Thanks to Marco Neumann, who runs the New York Semantic Web Meetup, for alerting me to this presentation by Nova Spivack, whom Marco aptly describes as Chief Director of Sales of the Semantic Web. Enjoy!

http://vimeo.com/moogaloop.swf?clip_id=1062481&server=vimeo.com&show_title=1&show_byline=1&show_portrait=0&color=&fullscreen=1
Nova Spivack at The Next Web Conference 2008

By Daniel Tunkelang

High-Class Consultant.

4 replies on “Sales Pitch for the Semantic Web”

Hey Daniel-

What I don’t like about Nova’s point of view on the Semantic Web is that it focuses on the WWW. I actually believe that the basic semantic web technologies (OWL, RDF, SPARQL) have a great deal to offer behind the firewall, but that it’s really misguided to try to apply them to the WWW at large. Even his argument here, “WWW1 was infrastructure, WWW2 was UI, WWW3 will be infrastructure again!” is somewhat idealistic; WWW1 was about the ease of publishing and sharing information, even if everything was left-justified and you had to put a spinny GIF on your sight to be kewl. WWW3 infrastructure, on the other hand, is far too complicated for the average developer, which is what will kill (has killed?) its adoption. Honestly, it’s hard enough to get users to just tag full articles, let alone having them mark up XHTML via RDFa! Even from a user’s point of view, the barrier to entry for Twine is significantly higher than that of, say, Wikipedia, or Facebook, or Orkut, or Blogger, etc. etc. You really have to put some time into it before it becomes meaningfully useful.

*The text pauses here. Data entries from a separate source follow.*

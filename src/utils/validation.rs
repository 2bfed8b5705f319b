use crate::utils::error::{RecordsError, Result};
use std::collections::HashSet;

pub trait Validate {
    fn validate(&self) -> Result<()>;
}

pub fn validate_path(field_name: &str, path: &str) -> Result<()> {
    if path.is_empty() {
        return Err(RecordsError::InvalidConfigValueError {
            field: field_name.to_string(),
            value: path.to_string(),
            reason: "Path cannot be empty".to_string(),
        });
    }

    if path.contains('\0') {
        return Err(RecordsError::InvalidConfigValueError {
            field: field_name.to_string(),
            value: path.to_string(),
            reason: "Path contains null bytes".to_string(),
        });
    }

    Ok(())
}

pub fn validate_non_empty_string(field_name: &str, value: &str) -> Result<()> {
    if value.trim().is_empty() {
        return Err(RecordsError::InvalidConfigValueError {
            field: field_name.to_string(),
            value: value.to_string(),
            reason: "Value cannot be empty or whitespace-only".to_string(),
        });
    }
    Ok(())
}

/// Yard codes are exactly two ASCII uppercase letters.
pub fn validate_yard_code(field_name: &str, code: &str) -> Result<()> {
    if code.len() != 2 || !code.chars().all(|c| c.is_ascii_uppercase()) {
        return Err(RecordsError::InvalidConfigValueError {
            field: field_name.to_string(),
            value: code.to_string(),
            reason: "Yard code must be two uppercase letters".to_string(),
        });
    }
    Ok(())
}

pub fn validate_unique<'a, I>(field_name: &str, values: I) -> Result<()>
where
    I: IntoIterator<Item = &'a str>,
{
    let mut seen = HashSet::new();
    for value in values {
        if !seen.insert(value) {
            return Err(RecordsError::InvalidConfigValueError {
                field: field_name.to_string(),
                value: value.to_string(),
                reason: "Duplicate entry".to_string(),
            });
        }
    }
    Ok(())
}

pub fn validate_allowed(field_name: &str, value: &str, allowed: &[&str]) -> Result<()> {
    if !allowed.contains(&value) {
        return Err(RecordsError::InvalidConfigValueError {
            field: field_name.to_string(),
            value: value.to_string(),
            reason: format!("Allowed values: {}", allowed.join(", ")),
        });
    }
    Ok(())
}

So, thinking about the enterprise for a minute, there are already centralized schema management tools and MDM, and they focus too much on centralized control, which doesn’t scale to large enterprises (huge projects of these types tend to run over schedule and do not have a measurable ROI). There’s an opportunity there.

The fundamental problem with the semantic web zealots who focus on the WWW is that no one has an incentive to turn their information into RDF. Web sites tend to make money from advertising or from selling something. There is an actual cost to providing information on the web. If I provide a SPARQL endpoint and surface my data as RDF so that others, in a Utopian sharing sort of way, can access it and produce the data mashups that so many in that community have been talking about, what’s in it for me? Honestly? Some data providers, like MLS, can get away since they have a monopoly on their specific domain of information and can charge a premium, but most do not have that luxury.

By contrast, in the enterprise there is a strong incentive to make all information available to everyone around, which is why Endeca continues to do so well in that space. There are a couple semantic web startups playing around there as well, such as those guys at Cambridge Semantics with their Anzo Excel plugin (clever stuff, that), or Thetus, or SchemaLogic.

So my thought is that if the semantic web will happen at all, it will happen in the enterprise first.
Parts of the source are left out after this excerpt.